The battle to host the Square Kilometre Array (SKA) was between South Africa and a joint Australian/New Zealand bid. Both sides fervently wanted the title, and rhetoric ran high in the weeks before the negotiation. But like many highly anticipated matches, it fell short and ended as a draw. Under the deal, half of the SKA will end up in Australia and the other half in South Africa (see page 555).

Despite some weak justifications from the political leadership of the project, there is no compelling scientific reason to build the SKA in two places. Indeed, the law of parsimony should lead any scientist to conclude that putting the SKA in a single location would be much better than putting it in two locations six time zones apart.
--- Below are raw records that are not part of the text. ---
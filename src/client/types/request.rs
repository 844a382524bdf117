use std::collections::HashMap;

use bon::Builder;
use chrono::{DateTime, Utc};
use serde::{Deserialize, Serialize};
use serde_json::Value;
use serde_with::skip_serializing_none;

/// A login-class request carrying an optional title id. When the field is
/// unset, the wrapper methods stamp in the title id resolved from the
/// client's settings before dispatch.
pub(crate) trait TitleScoped: Clone {
    fn title_id(&self) -> Option<&str>;
    fn set_title_id(&mut self, title_id: String);
}

macro_rules! title_scoped {
    ($request:ty) => {
        impl TitleScoped for $request {
            fn title_id(&self) -> Option<&str> {
                self.title_id.as_deref()
            }

            fn set_title_id(&mut self, title_id: String) {
                self.title_id = Some(title_id);
            }
        }
    };
}

/// Log in (or create) a player keyed by a caller-chosen device identifier.
///
/// # Example
///
/// ```
/// use gamestack_client_sdk::client::types::request::LoginWithCustomIdRequest;
///
/// let request = LoginWithCustomIdRequest::builder()
///     .custom_id("device-1234")
///     .create_account(true)
///     .build();
/// ```
#[skip_serializing_none]
#[derive(Debug, Clone, Serialize, Builder)]
#[serde(rename_all = "PascalCase")]
#[builder(on(String, into))]
pub struct LoginWithCustomIdRequest {
    pub custom_id: String,
    /// Defaults to the title id from the client settings.
    pub title_id: Option<String>,
    pub create_account: Option<bool>,
}

title_scoped!(LoginWithCustomIdRequest);

/// Log in with a previously registered email address and password.
#[skip_serializing_none]
#[derive(Debug, Clone, Serialize, Builder)]
#[serde(rename_all = "PascalCase")]
#[builder(on(String, into))]
pub struct LoginWithEmailAddressRequest {
    pub email: String,
    pub password: String,
    /// Defaults to the title id from the client settings.
    pub title_id: Option<String>,
}

title_scoped!(LoginWithEmailAddressRequest);

/// Register a new player account. Returns a session ticket, so this is a
/// login-class operation.
#[skip_serializing_none]
#[derive(Debug, Clone, Serialize, Builder)]
#[serde(rename_all = "PascalCase")]
#[builder(on(String, into))]
pub struct RegisterUserRequest {
    pub email: String,
    pub password: String,
    pub username: Option<String>,
    pub display_name: Option<String>,
    /// Defaults to the title id from the client settings.
    pub title_id: Option<String>,
}

title_scoped!(RegisterUserRequest);

/// Fetch a player profile. Defaults to the calling player when `player_id`
/// is unset.
#[skip_serializing_none]
#[derive(Debug, Clone, Default, Serialize, Builder)]
#[serde(rename_all = "PascalCase")]
#[builder(on(String, into))]
pub struct GetPlayerProfileRequest {
    pub player_id: Option<String>,
}

#[skip_serializing_none]
#[derive(Debug, Clone, Default, Serialize, Builder)]
#[serde(rename_all = "PascalCase")]
#[builder(on(String, into))]
pub struct GetUserDataRequest {
    /// Specific keys to fetch; all keys when unset.
    pub keys: Option<Vec<String>>,
    /// Another player whose public data to read; the calling player when unset.
    pub player_id: Option<String>,
    /// Skip the payload if the stored version still matches.
    pub if_changed_from_data_version: Option<u32>,
}

/// Visibility of a user-data key.
#[derive(Debug, Clone, Copy, PartialEq, Eq, Serialize, Deserialize, strum_macros::Display)]
pub enum UserDataPermission {
    Private,
    Public,
}

#[skip_serializing_none]
#[derive(Debug, Clone, Default, Serialize, Builder)]
#[serde(rename_all = "PascalCase")]
#[builder(on(String, into))]
pub struct UpdateUserDataRequest {
    pub data: Option<HashMap<String, String>>,
    pub keys_to_remove: Option<Vec<String>>,
    pub permission: Option<UserDataPermission>,
}

#[skip_serializing_none]
#[derive(Debug, Clone, Default, Serialize, Builder)]
#[serde(rename_all = "PascalCase")]
#[builder(on(String, into))]
pub struct GetTitleDataRequest {
    /// Specific keys to fetch; all keys when unset.
    pub keys: Option<Vec<String>>,
}

#[skip_serializing_none]
#[derive(Debug, Clone, Default, Serialize, Builder)]
#[serde(rename_all = "PascalCase")]
#[builder(on(String, into))]
pub struct GetPlayerStatisticsRequest {
    pub statistic_names: Option<Vec<String>>,
}

/// One statistic write. `version` guards against concurrent updates when the
/// statistic is versioned.
#[skip_serializing_none]
#[derive(Debug, Clone, Serialize, Builder)]
#[serde(rename_all = "PascalCase")]
#[builder(on(String, into))]
pub struct StatisticUpdate {
    pub statistic_name: String,
    pub value: i32,
    pub version: Option<u32>,
}

#[derive(Debug, Clone, Serialize, Builder)]
#[serde(rename_all = "PascalCase")]
pub struct UpdatePlayerStatisticsRequest {
    pub statistics: Vec<StatisticUpdate>,
}

/// Write one custom telemetry event attributed to the calling player.
#[skip_serializing_none]
#[derive(Debug, Clone, Serialize, Builder)]
#[serde(rename_all = "PascalCase")]
#[builder(on(String, into))]
pub struct WritePlayerEventRequest {
    pub event_name: String,
    /// Client-side timestamp; the service assigns one when unset.
    pub timestamp: Option<DateTime<Utc>>,
    pub body: Option<HashMap<String, Value>>,
}

#[cfg(test)]
mod tests {
    use serde_json::json;

    use super::*;

    #[test]
    fn unset_options_are_omitted_from_the_wire() -> anyhow::Result<()> {
        let request = LoginWithCustomIdRequest::builder()
            .custom_id("device-1234")
            .build();

        assert_eq!(
            serde_json::to_value(&request)?,
            json!({ "CustomId": "device-1234" })
        );
        Ok(())
    }

    #[test]
    fn login_request_uses_wire_casing() -> anyhow::Result<()> {
        let request = LoginWithCustomIdRequest::builder()
            .custom_id("device-1234")
            .title_id("AB12")
            .create_account(true)
            .build();

        assert_eq!(
            serde_json::to_value(&request)?,
            json!({
                "CustomId": "device-1234",
                "TitleId": "AB12",
                "CreateAccount": true
            })
        );
        Ok(())
    }

    #[test]
    fn title_stamping_fills_only_unset_field() {
        let mut request = LoginWithEmailAddressRequest::builder()
            .email("a@b.c")
            .password("hunter2")
            .build();

        assert!(request.title_id().is_none());
        request.set_title_id("AB12".to_owned());
        assert_eq!(request.title_id(), Some("AB12"));
    }

    #[test]
    fn permission_serializes_as_variant_name() -> anyhow::Result<()> {
        let request = UpdateUserDataRequest::builder()
            .data(HashMap::from([("Class".to_owned(), "Paladin".to_owned())]))
            .permission(UserDataPermission::Public)
            .build();

        let value = serde_json::to_value(&request)?;
        assert_eq!(value["Permission"], json!("Public"));
        Ok(())
    }
}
Scientists aren't protesting too much, yet. They understand that large-scale experiments follow rules other than those of reason. Take, for example, ITER, the massive fusion experiment now under construction near Cadarache in the south of France. In a logical world, that complex machine would be designed, commissioned and assembled by a single directorate near the site, but instead it is being run through a baffling system of contracting and subcontracting. And the world's most powerful particle accelerator, the Large Hadron Collider (LHC) at CERN near Geneva, has expensive data-analysis centres all over the world.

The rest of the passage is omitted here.